I- A aclaração do acordão constitui seu complemento e parte integrante, pelo que ha lugar apenas a um recurso.
II- O senhorio pode denunciar o contrato de arrendamento rural de agricultor autonomo, por escrito e extrajudicialmente, nomeadamente atraves de notificação avulsa, nos termos da Lei n. 76/77, de 29 de Setembro, com as alterações da Lei n. 76/79, de 3 de Dezembro.
III- Não fazendo o arrendatario oposição a denuncia por, comunicação escrita dirigida ao senhorio, nos termos do artigo 18, da Lei n. 76/77, alterado pela Lei n. 76/79, a denuncia formulada pelo senhorio adquire toda a sua eficacia, pelo que a acção proposta pelo senhorio com o mesmo objecto, não tem cabimento, como decorre do artigo 19, da Lei n. 76/77, com as alterações da Lei n. 76/79, devendo os reus arrendatarios ser absolvidos do pedido.

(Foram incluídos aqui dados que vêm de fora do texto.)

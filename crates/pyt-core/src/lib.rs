pub mod bootstrap;
pub mod configure;
pub mod diff;
pub mod error;
pub mod fetch;
pub mod hook;
pub mod io;
pub mod migrate;
pub mod names;
pub mod paths;
pub mod runner;
pub mod settings;
pub mod status;
pub mod sync_state;

pub use error::{PytError, Result};
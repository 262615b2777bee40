//! Project settings persisted in `.config/pyproject_template/settings.toml`.
//!
//! Layout:
//!   [project]   — values substituted into the template's placeholders
//!   [template]  — last reviewed upstream revision (see `sync_state`)

use crate::error::{PytError, Result};
use crate::names;
use crate::paths;
use serde::{Deserialize, Serialize};
use std::path::Path;

// ---------------------------------------------------------------------------
// ProjectSettings
// ---------------------------------------------------------------------------

#[derive(Debug, Clone, Default, PartialEq, Eq, Serialize, Deserialize)]
pub struct ProjectSettings {
    #[serde(default, rename = "name")]
    pub project_name: String,
    #[serde(default)]
    pub package_name: String,
    #[serde(default)]
    pub pypi_name: String,
    #[serde(default)]
    pub description: String,
    #[serde(default)]
    pub author_name: String,
    #[serde(default)]
    pub author_email: String,
    #[serde(default)]
    pub github_user: String,
    #[serde(default)]
    pub github_repo: String,
}

/// Values the template ships with before configuration.
pub const PLACEHOLDER_VALUES: &[(&str, &str)] = &[
    ("project_name", "Package Name"),
    ("package_name", "package_name"),
    ("pypi_name", "package-name"),
    ("description", "A short description of your package"),
    ("author_name", "Your Name"),
    ("author_email", "your.email@example.com"),
    ("github_user", "username"),
    ("github_repo", "package_name"),
];

impl ProjectSettings {
    fn fields(&self) -> [(&'static str, &str); 8] {
        [
            ("project_name", self.project_name.as_str()),
            ("package_name", self.package_name.as_str()),
            ("pypi_name", self.pypi_name.as_str()),
            ("description", self.description.as_str()),
            ("author_name", self.author_name.as_str()),
            ("author_email", self.author_email.as_str()),
            ("github_user", self.github_user.as_str()),
            ("github_repo", self.github_repo.as_str()),
        ]
    }

    /// Names of fields still holding the template's placeholder value.
    pub fn placeholder_fields(&self) -> Vec<&'static str> {
        self.fields()
            .into_iter()
            .filter(|(field, value)| {
                PLACEHOLDER_VALUES
                    .iter()
                    .any(|(f, placeholder)| f == field && value == placeholder)
            })
            .map(|(field, _)| field)
            .collect()
    }

    /// True when the identity fields are filled in with real values.
    pub fn is_configured(&self) -> bool {
        let required = [
            &self.project_name,
            &self.package_name,
            &self.author_name,
            &self.author_email,
            &self.github_user,
        ];
        required.iter().all(|v| !v.trim().is_empty()) && self.placeholder_fields().is_empty()
    }

    /// Fill empty fields from `other`, keeping values already present.
    pub fn fill_from(&mut self, other: &ProjectSettings) {
        let pairs = [
            (&mut self.project_name, &other.project_name),
            (&mut self.package_name, &other.package_name),
            (&mut self.pypi_name, &other.pypi_name),
            (&mut self.description, &other.description),
            (&mut self.author_name, &other.author_name),
            (&mut self.author_email, &other.author_email),
            (&mut self.github_user, &other.github_user),
            (&mut self.github_repo, &other.github_repo),
        ];
        for (mine, theirs) in pairs {
            if mine.is_empty() && !theirs.is_empty() {
                mine.clone_from(theirs);
            }
        }
    }

    /// Read what `pyproject.toml` says about the project. A missing or
    /// unparsable file yields empty settings.
    pub fn from_pyproject(root: &Path) -> ProjectSettings {
        let path = paths::pyproject_path(root);
        let Ok(content) = std::fs::read_to_string(&path) else {
            return ProjectSettings::default();
        };
        let doc: toml::Table = match toml::from_str(&content) {
            Ok(doc) => doc,
            Err(e) => {
                tracing::warn!(path = %path.display(), error = %e, "ignoring unparsable pyproject.toml");
                return ProjectSettings::default();
            }
        };
        let Some(project) = doc.get("project").and_then(|v| v.as_table()) else {
            return ProjectSettings::default();
        };

        let str_field = |key: &str| {
            project
                .get(key)
                .and_then(|v| v.as_str())
                .unwrap_or_default()
                .to_string()
        };
        let name = str_field("name");

        let mut settings = ProjectSettings {
            package_name: if name.is_empty() {
                String::new()
            } else {
                names::normalize_package_name(&name)
            },
            pypi_name: if name.is_empty() {
                String::new()
            } else {
                names::normalize_pypi_name(&name)
            },
            project_name: name,
            description: str_field("description"),
            ..Default::default()
        };

        if let Some(author) = project
            .get("authors")
            .and_then(|v| v.as_array())
            .and_then(|a| a.first())
            .and_then(|a| a.as_table())
        {
            let get = |k: &str| author.get(k).and_then(|v| v.as_str()).unwrap_or_default();
            settings.author_name = get("name").to_string();
            settings.author_email = get("email").to_string();
        }

        let repo_url = project
            .get("urls")
            .and_then(|v| v.as_table())
            .and_then(|urls| urls.get("Repository").or_else(|| urls.get("repository")))
            .and_then(|v| v.as_str());
        if let Some((owner, repo)) = repo_url.and_then(names::parse_github_url) {
            settings.github_user = owner;
            settings.github_repo = repo;
        }

        settings
    }
}
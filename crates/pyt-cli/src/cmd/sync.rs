use crate::output::print_json;
use anyhow::Context;
use chrono::NaiveDate;
use clap::Subcommand;
use pyt_core::settings::TemplateState;
use pyt_core::sync_state;
use std::path::Path;

#[derive(Subcommand)]
pub enum SyncSubcommand {
    /// Show the last reviewed template commit
    Show,

    /// Record a template commit as reviewed
    Mark {
        /// Template commit sha
        commit: String,
        /// Commit date, YYYY-MM-DD (default: today)
        #[arg(long)]
        date: Option<String>,
    },
}

pub fn run(root: &Path, subcmd: SyncSubcommand, json: bool) -> anyhow::Result<()> {
    match subcmd {
        SyncSubcommand::Show => show(root, json),
        SyncSubcommand::Mark { commit, date } => mark(root, &commit, date.as_deref(), json),
    }
}

fn show(root: &Path, json: bool) -> anyhow::Result<()> {
    let state = sync_state::read(root).context("failed to read sync state")?;
    if json {
        return print_json(&state);
    }
    match state {
        Some(s) if s.is_synced() => {
            println!("Last reviewed template commit: {}", s.commit);
            if !s.commit_date.is_empty() {
                println!("Commit date:                   {}", s.commit_date);
            }
        }
        _ => println!("Never synced with the template."),
    }
    Ok(())
}

fn mark(root: &Path, commit: &str, date: Option<&str>, json: bool) -> anyhow::Result<()> {
    let commit = commit.trim();
    if commit.is_empty() || !commit.chars().all(|c| c.is_ascii_hexdigit()) {
        anyhow::bail!("'{commit}' is not a commit sha");
    }
    let date = match date {
        Some(d) => NaiveDate::parse_from_str(d, "%Y-%m-%d")
            .with_context(|| format!("invalid date '{d}', expected YYYY-MM-DD"))?,
        None => chrono::Local::now().date_naive(),
    };

    let state = TemplateState::new(commit, date.format("%Y-%m-%d").to_string());
    sync_state::write(root, &state).context("failed to write sync state")?;

    if json {
        print_json(&state)?;
    } else {
        println!("Marked template commit {} ({}) as reviewed.", state.commit, state.commit_date);
    }
    Ok(())
}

IV- Assim, pode o senhorio, se a entrega não se der voluntariamente por parte do arrendatario, requerer que se passe mandado de despejo, nos termos dos artigos 985, n. 1, 986 e 989 do Codigo de Processo Civil.

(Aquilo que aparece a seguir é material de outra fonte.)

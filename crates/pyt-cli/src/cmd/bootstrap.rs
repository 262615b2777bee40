use crate::output::{print_json, print_table};
use anyhow::Context;
use clap::Args;
use pyt_core::bootstrap::{
    BootstrapContext, BootstrapReport, Pipeline, RepoSpec, StepStatus, SETTLE_DELAY,
};
use pyt_core::paths::TEMPLATE_REPO;
use pyt_core::runner::{gh_api, git_config, CommandRunner, SystemRunner};
use std::path::PathBuf;

#[derive(Args)]
pub struct BootstrapArgs {
    /// Repository name
    #[arg(long)]
    pub name: String,

    /// Owner (user or organization); default: the authenticated gh user
    #[arg(long)]
    pub owner: Option<String>,

    #[arg(long)]
    pub private: bool,

    #[arg(long, default_value = "")]
    pub description: String,

    /// Python package name (default: derived from the repository name)
    #[arg(long)]
    pub package_name: Option<String>,

    /// PyPI name (default: derived from the repository name)
    #[arg(long)]
    pub pypi_name: Option<String>,

    /// Default: git config user.name
    #[arg(long)]
    pub author_name: Option<String>,

    /// Default: git config user.email
    #[arg(long)]
    pub author_email: Option<String>,

    /// Template repository as owner/name
    #[arg(long, env = "PYT_TEMPLATE_REPO", default_value = TEMPLATE_REPO)]
    pub template_repo: String,

    /// Directory to clone into (default: current directory)
    #[arg(long)]
    pub workdir: Option<PathBuf>,

    /// Print the steps without running them
    #[arg(long)]
    pub dry_run: bool,
}

pub fn run(args: BootstrapArgs, json: bool) -> anyhow::Result<()> {
    let runner = SystemRunner;
    let spec = build_spec(&runner, &args)?;
    let pipeline = Pipeline::standard();

    let report = if args.dry_run {
        spec.validate()?;
        pipeline.plan(&spec)
    } else {
        let workdir = match args.workdir {
            Some(dir) => dir,
            None => std::env::current_dir().context("cannot determine current directory")?,
        };
        let ctx = BootstrapContext {
            spec: &spec,
            runner: &runner,
            workdir,
            settle: SETTLE_DELAY,
        };
        pipeline.run(&ctx).context("bootstrap failed")?
    };

    if json {
        return print_json(&report);
    }
    print_report(&report);
    Ok(())
}

fn build_spec(runner: &dyn CommandRunner, args: &BootstrapArgs) -> anyhow::Result<RepoSpec> {
    let owner = match &args.owner {
        Some(owner) => owner.clone(),
        None if args.dry_run => "<gh user>".to_string(),
        None => gh_api(runner, "GET", "user", None)
            .context("cannot determine the GitHub user; pass --owner")?["login"]
            .as_str()
            .map(str::to_string)
            .context("gh api user returned no login; pass --owner")?,
    };

    let mut spec = RepoSpec::new(owner, args.name.trim());
    spec.description = args.description.clone();
    spec.private = args.private;
    spec.template_repo = args.template_repo.clone();
    if let Some(p) = &args.package_name {
        spec.package_name = p.clone();
    }
    if let Some(p) = &args.pypi_name {
        spec.pypi_name = p.clone();
    }
    spec.author_name = args
        .author_name
        .clone()
        .or_else(|| git_config(runner, "user.name"))
        .unwrap_or_default();
    spec.author_email = args
        .author_email
        .clone()
        .or_else(|| git_config(runner, "user.email"))
        .unwrap_or_default();
    Ok(spec)
}

fn print_report(report: &BootstrapReport) {
    if report.dry_run {
        println!("Plan for {} (dry run):", report.repo);
    } else {
        println!("Bootstrapped {}:", report.repo);
    }
    let rows = report
        .steps
        .iter()
        .map(|s| {
            let status = match s.status {
                StepStatus::Planned => "planned",
                StepStatus::Done => "done",
                StepStatus::Failed => "failed",
            };
            let kind = if s.required { "required" } else { "optional" };
            let detail = if s.detail.is_empty() {
                s.description.clone()
            } else {
                s.detail.clone()
            };
            vec![s.id.clone(), kind.to_string(), status.to_string(), detail]
        })
        .collect();
    print_table(&["STEP", "KIND", "STATUS", "DETAIL"], rows);
}
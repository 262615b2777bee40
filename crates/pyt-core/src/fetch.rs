//! Retrieve the upstream template: archive download + extraction, and commit
//! metadata from the hosting API.

use crate::error::{PytError, Result};
use crate::io::ensure_dir;
use crate::paths::{DEFAULT_BRANCH, GITHUB_API, GITHUB_WEB};
use chrono::DateTime;
use reqwest::blocking::Client;
use serde::de::DeserializeOwned;
use serde::{Deserialize, Serialize};
use std::io::Cursor;
use std::path::{Path, PathBuf};

// ---------------------------------------------------------------------------
// Types
// ---------------------------------------------------------------------------

/// Which template revision to retrieve.
#[derive(Debug, Clone, PartialEq, Eq)]
pub enum Revision {
    /// Head of the default branch.
    Latest,
    Tag(String),
}

impl Revision {
    pub fn from_tag(tag: Option<&str>) -> Self {
        match tag {
            Some(t) if !t.is_empty() && t != "latest" => Revision::Tag(t.to_string()),
            _ => Revision::Latest,
        }
    }
}

#[derive(Debug, Clone, Copy, PartialEq, Eq)]
pub enum ArchiveKind {
    Zip,
    TarGz,
}

impl ArchiveKind {
    pub fn from_name(name: &str) -> Option<Self> {
        let name = name.split(['?', '#']).next().unwrap_or(name);
        if name.ends_with(".zip") {
            Some(ArchiveKind::Zip)
        } else if name.ends_with(".tar.gz") || name.ends_with(".tgz") {
            Some(ArchiveKind::TarGz)
        } else {
            None
        }
    }

    pub fn sniff(bytes: &[u8]) -> Option<Self> {
        if bytes.starts_with(b"PK\x03\x04") || bytes.starts_with(b"PK\x05\x06") {
            Some(ArchiveKind::Zip)
        } else if bytes.starts_with(&[0x1f, 0x8b]) {
            Some(ArchiveKind::TarGz)
        } else {
            None
        }
    }
}

#[derive(Debug, Clone, PartialEq, Eq, Serialize, Deserialize)]
pub struct CommitInfo {
    pub sha: String,
    /// `YYYY-MM-DD`
    pub date: String,
}

#[derive(Debug, Clone, PartialEq, Eq, Serialize, Deserialize)]
pub struct CommitSummary {
    pub sha: String,
    pub message: String,
    pub date: String,
}

#[derive(Deserialize)]
struct ApiCommit {
    sha: String,
    commit: ApiCommitDetail,
}

#[derive(Deserialize)]
struct ApiCommitDetail {
    #[serde(default)]
    message: String,
    committer: Option<ApiSignature>,
}

#[derive(Deserialize)]
struct ApiSignature {
    #[serde(default)]
    date: String,
}

impl ApiCommit {
    fn date(&self) -> String {
        self.commit
            .committer
            .as_ref()
            .map(|c| short_date(&c.date))
            .unwrap_or_default()
    }
}

fn short_date(raw: &str) -> String {
    match DateTime::parse_from_rfc3339(raw) {
        Ok(dt) => dt.format("%Y-%m-%d").to_string(),
        Err(_) => raw.chars().take(10).collect(),
    }
}

fn retrieval(url: &str, reason: impl std::fmt::Display) -> PytError {
    PytError::Retrieval {
        url: url.to_string(),
        reason: reason.to_string(),
    }
}

fn extraction(reason: impl std::fmt::Display) -> PytError {
    PytError::Extraction(reason.to_string())
}

// ---------------------------------------------------------------------------
// TemplateSource
// ---------------------------------------------------------------------------

/// A template repository on a GitHub-compatible host.
pub struct TemplateSource {
    repo: String,
    web_base: String,
    api_base: String,
    client: Client,
}

impl TemplateSource {
    pub fn new(repo: impl Into<String>) -> Result<Self> {
        Self::with_endpoints(repo, GITHUB_WEB, GITHUB_API)
    }

    /// Point at a different host, e.g. an enterprise instance or a test server.
    pub fn with_endpoints(
        repo: impl Into<String>,
        web_base: impl Into<String>,
        api_base: impl Into<String>,
    ) -> Result<Self> {
        let client = Client::builder()
            .user_agent(concat!("pyt/", env!("CARGO_PKG_VERSION")))
            .build()
            .map_err(|e| PytError::Config(format!("failed to build HTTP client: {e}")))?;
        Ok(Self {
            repo: repo.into(),
            web_base: web_base.into().trim_end_matches('/').to_string(),
            api_base: api_base.into().trim_end_matches('/').to_string(),
            client,
        })
    }

    pub fn repo(&self) -> &str {
        &self.repo
    }

    pub fn archive_url(&self, revision: &Revision) -> String {
        match revision {
            Revision::Latest => format!(
                "{}/{}/archive/refs/heads/{DEFAULT_BRANCH}.zip",
                self.web_base, self.repo
            ),
            Revision::Tag(tag) => format!(
                "{}/{}/archive/refs/tags/{tag}.zip",
                self.web_base, self.repo
            ),
        }
    }

    /// Download and extract `revision` under `dest`; returns the template root.
    pub fn fetch(&self, revision: &Revision, dest: &Path) -> Result<PathBuf> {
        self.fetch_url(&self.archive_url(revision), dest)
    }

    /// Download and extract an explicit archive URL (or local archive path).
    pub fn fetch_url(&self, url: &str, dest: &Path) -> Result<PathBuf> {
        tracing::info!(url, dest = %dest.display(), "fetching template archive");
        let bytes = self.download(url)?;
        let kind = ArchiveKind::from_name(url)
            .or_else(|| ArchiveKind::sniff(&bytes))
            .ok_or_else(|| extraction(format!("unrecognized archive format: {url}")))?;
        extract_archive(&bytes, kind, dest)
    }

    fn download(&self, url: &str) -> Result<Vec<u8>> {
        if !(url.starts_with("http://") || url.starts_with("https://")) {
            let path = url.strip_prefix("file://").unwrap_or(url);
            return std::fs::read(path).map_err(|e| retrieval(url, e));
        }
        let response = self
            .client
            .get(url)
            .send()
            .and_then(|r| r.error_for_status())
            .map_err(|e| retrieval(url, e))?;
        let bytes = response.bytes().map_err(|e| retrieval(url, e))?;
        Ok(bytes.to_vec())
    }

    fn get_json<T: DeserializeOwned>(&self, url: &str) -> Result<T> {
        self.client
            .get(url)
            .header("Accept", "application/vnd.github+json")
            .send()
            .and_then(|r| r.error_for_status())
            .and_then(|r| r.json::<T>())
            .map_err(|e| retrieval(url, e))
    }

    /// Head commit of the template's default branch.
    pub fn latest_commit(&self) -> Result<CommitInfo> {
        let url = format!(
            "{}/repos/{}/commits/{DEFAULT_BRANCH}",
            self.api_base, self.repo
        );
        let commit: ApiCommit = self.get_json(&url)?;
        Ok(CommitInfo {
            date: commit.date(),
            sha: commit.sha,
        })
    }

    /// Commits on the default branch newer than `known_sha`, newest first.
    /// Either sha may be abbreviated.
    pub fn commits_since(&self, known_sha: &str) -> Result<Vec<CommitSummary>> {
        let url = format!(
            "{}/repos/{}/commits?sha={DEFAULT_BRANCH}&per_page=100",
            self.api_base, self.repo
        );
        let commits: Vec<ApiCommit> = self.get_json(&url)?;

        let mut newer = Vec::new();
        let mut found = false;
        for c in &commits {
            if !known_sha.is_empty()
                && (c.sha.starts_with(known_sha) || known_sha.starts_with(&c.sha))
            {
                found = true;
                break;
            }
            newer.push(CommitSummary {
                sha: c.sha.chars().take(12).collect(),
                message: c.commit.message.lines().next().unwrap_or_default().to_string(),
                date: c.date(),
            });
        }
        if !found {
            tracing::warn!(known_sha, "synced commit not found in recent template history");
        }
        Ok(newer)
    }
}

// ---------------------------------------------------------------------------
// Extraction
// ---------------------------------------------------------------------------

/// Extract `bytes` into a fresh staging directory under `dest`.
///
/// The staging directory is removed if extraction fails. When the archive
/// holds a single top-level directory, that directory is returned.
pub fn extract_archive(bytes: &[u8], kind: ArchiveKind, dest: &Path) -> Result<PathBuf> {
    ensure_dir(dest)?;
    let staging = tempfile::Builder::new()
        .prefix("template-")
        .tempdir_in(dest)?;

    match kind {
        ArchiveKind::Zip => {
            let mut archive = zip::ZipArchive::new(Cursor::new(bytes)).map_err(extraction)?;
            archive.extract(staging.path()).map_err(extraction)?;
        }
        ArchiveKind::TarGz => {
            let mut archive = tar::Archive::new(flate2::read::GzDecoder::new(bytes));
            archive.unpack(staging.path()).map_err(extraction)?;
        }
    }

    if std::fs::read_dir(staging.path())?.next().is_none() {
        return Err(extraction("archive is empty"));
    }

    let root = staging.keep();
    Ok(single_top_level_dir(&root).unwrap_or(root))
}

fn single_top_level_dir(root: &Path) -> Option<PathBuf> {
    let mut entries = std::fs::read_dir(root).ok()?;
    let first = entries.next()?.ok()?;
    if entries.next().is_some() {
        return None;
    }
    first.file_type().ok()?.is_dir().then(|| first.path())
}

V- O despacho liminar - citação dos Reus - não constitui caso julgado quanto as questões que podiam ser motivo de indeferimento liminar, podendo estas ser conhecidas em momento posterior - artigo 479, n. 2 do Codigo de Processo Civil, alterado pelo Decreto-Lei n. 242/85, de 9 de Julho.
VI- O recurso do despacho saneador sobre o merito da causa ai apreciado em nada interfere com o caso julgado formado nesse mesmo despacho sobre os pressupostos da validade e da regularidade da instancia.
VII- O facto de se ter julgado procedente o pedido reconvencional, para o caso de denuncia do contrato de arrendamento, isso não obsta a que se julgue improcedente o pedido da acção, se para tanto, houver motivo legal.